My legs were giving out, but I shambled up to its jaws.
And then I heard the rasp of a curtain – the sound a steel curtain makes when it is moved up or down.
“
Mansel!
”, I roared. “
Mansel! For God’s sake stop!
”
“By God, it’s him,” shouted Mansel.
And a figure leapt out of the shadows to set a hand under my arm.
“Oh, thank God, sir. Thank God.”
Bell.
The honest fellow was trembling.
Then came a heavy explosion, and right on its heels a thunderous, rumbling crash.
Two hours had gone by.
Mona Lelong was asleep in John Bagot’s bed, and I was at ease in my own, with a quart of champagne inside me and brandy within my reach. Bell was standing by the window, Mansel was sitting beside me, and Bagot was leaning upon the end of my bed.
I had made my report, and Mansel was now to tell me the little I did not know.
“In the first place,” he said, “you must wonder why I left you alone with John Bagot and went for the car. That was because you were wearing the colour of death. I’ve known you a good many years, but never before have I seen you look so ill. I was going for a doctor, William. I meant to bring a doctor from Sarrat, as quickly as ever I could.
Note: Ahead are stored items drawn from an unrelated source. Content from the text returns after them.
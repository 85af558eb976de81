//! Event records and normalization of scraped schedule data.

mod raw;
mod record;

pub use raw::{parse_hhmm, Normalizer, RawEvent, RawNumber, RawSpeaker};
pub use record::{EventRecord, Speaker};
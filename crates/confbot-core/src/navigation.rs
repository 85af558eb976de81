//! Navigation tokens for the chat keyboard.
//!
//! A token carries a [`SlotTime`] as `DDxHHxMM` (each part zero-padded to two
//! digits). The transport attaches tokens to buttons and hands them back when
//! one is pressed.

use serde::{Deserialize, Serialize};

use crate::error::NavigationError;
use crate::event::EventRecord;
use crate::slot::{ConferenceWindow, SlotTime};

const SEPARATOR: char = 'x';

/// Encode a slot as a navigation token.
pub fn encode_time(time: SlotTime) -> String {
    format!(
        "{:02}{SEPARATOR}{:02}{SEPARATOR}{:02}",
        time.day,
        time.hour(),
        time.minute_of_hour()
    )
}

/// Decode a token produced by [`encode_time`].
///
/// # Errors
/// Returns [`NavigationError::Malformed`] unless the token is exactly three
/// `x`-separated unsigned integers, and [`NavigationError::OutOfRange`] for an
/// hour or minute outside the clock.
pub fn decode_time(token: &str) -> Result<SlotTime, NavigationError> {
    let malformed = || NavigationError::Malformed(token.to_string());

    let mut parts = token.trim().split(SEPARATOR).map(|part| {
        if part.is_empty() || !part.bytes().all(|b| b.is_ascii_digit()) {
            return None;
        }
        part.parse::<u32>().ok()
    });
    let (Some(Some(day)), Some(Some(hour)), Some(Some(minute)), None) =
        (parts.next(), parts.next(), parts.next(), parts.next())
    else {
        return Err(malformed());
    };

    SlotTime::new(day, hour, minute)
}

/// One keyboard button.
#[derive(Debug, Clone, PartialEq, Eq, Serialize, Deserialize)]
pub struct NavButton {
    pub label: String,
    pub token: String,
}

impl NavButton {
    fn new(label: impl Into<String>, time: SlotTime) -> Self {
        Self {
            label: label.into(),
            token: encode_time(time),
        }
    }
}

/// Builds the time-navigation keyboard for a resolved slot.
#[derive(Debug, Clone)]
pub struct Navigator {
    window: ConferenceWindow,
    step_minutes: u16,
}

impl Navigator {
    pub fn new(window: ConferenceWindow, step_minutes: u16) -> Self {
        Self {
            window,
            step_minutes: step_minutes.max(1),
        }
    }

    /// Two rows: `-N min` / `+N min`, then one `Day N` button per talk day
    /// keeping the current time of day.
    pub fn keyboard(&self, time: SlotTime) -> Vec<Vec<NavButton>> {
        let step = i64::from(self.step_minutes);
        let arrows = vec![
            NavButton::new(format!("-{step} min"), time.add_minutes(-step)),
            NavButton::new(format!("+{step} min"), time.add_minutes(step)),
        ];
        let days = self
            .window
            .talk_days()
            .enumerate()
            .map(|(i, day)| NavButton::new(format!("Day {}", i + 1), SlotTime { day, ..time }))
            .collect();
        vec![arrows, days]
    }

    /// Button that jumps to everything running when `event` starts.
    pub fn parallel_events_button(&self, event: &EventRecord) -> NavButton {
        NavButton::new("Show parallel events", event.start_slot())
    }
}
“Well, my luck was dead out. I had to cover three miles before I fell in with a lorry, and I never got to Sarrat till a quarter to nine. There are only two doctors there, and both were out. I tried in vain to run one or other to earth: but at last I threw in my hand and sought for a car. I meant to drive straight to the meadow and pick you up. If you will believe me, there wasn’t a car to be had; for everyone had been taken by so many idle fools as had an urge to visit the scene of the accident. Observe the unkindness of Fate. Every one of those cars had been driven to a spot ten minutes from where I wanted to go. But all were gone. The last had left two minutes before I arrived… I got a lift in the end – from another idle fool who had come from farther afield, but I never got to the farm till ten minutes to ten.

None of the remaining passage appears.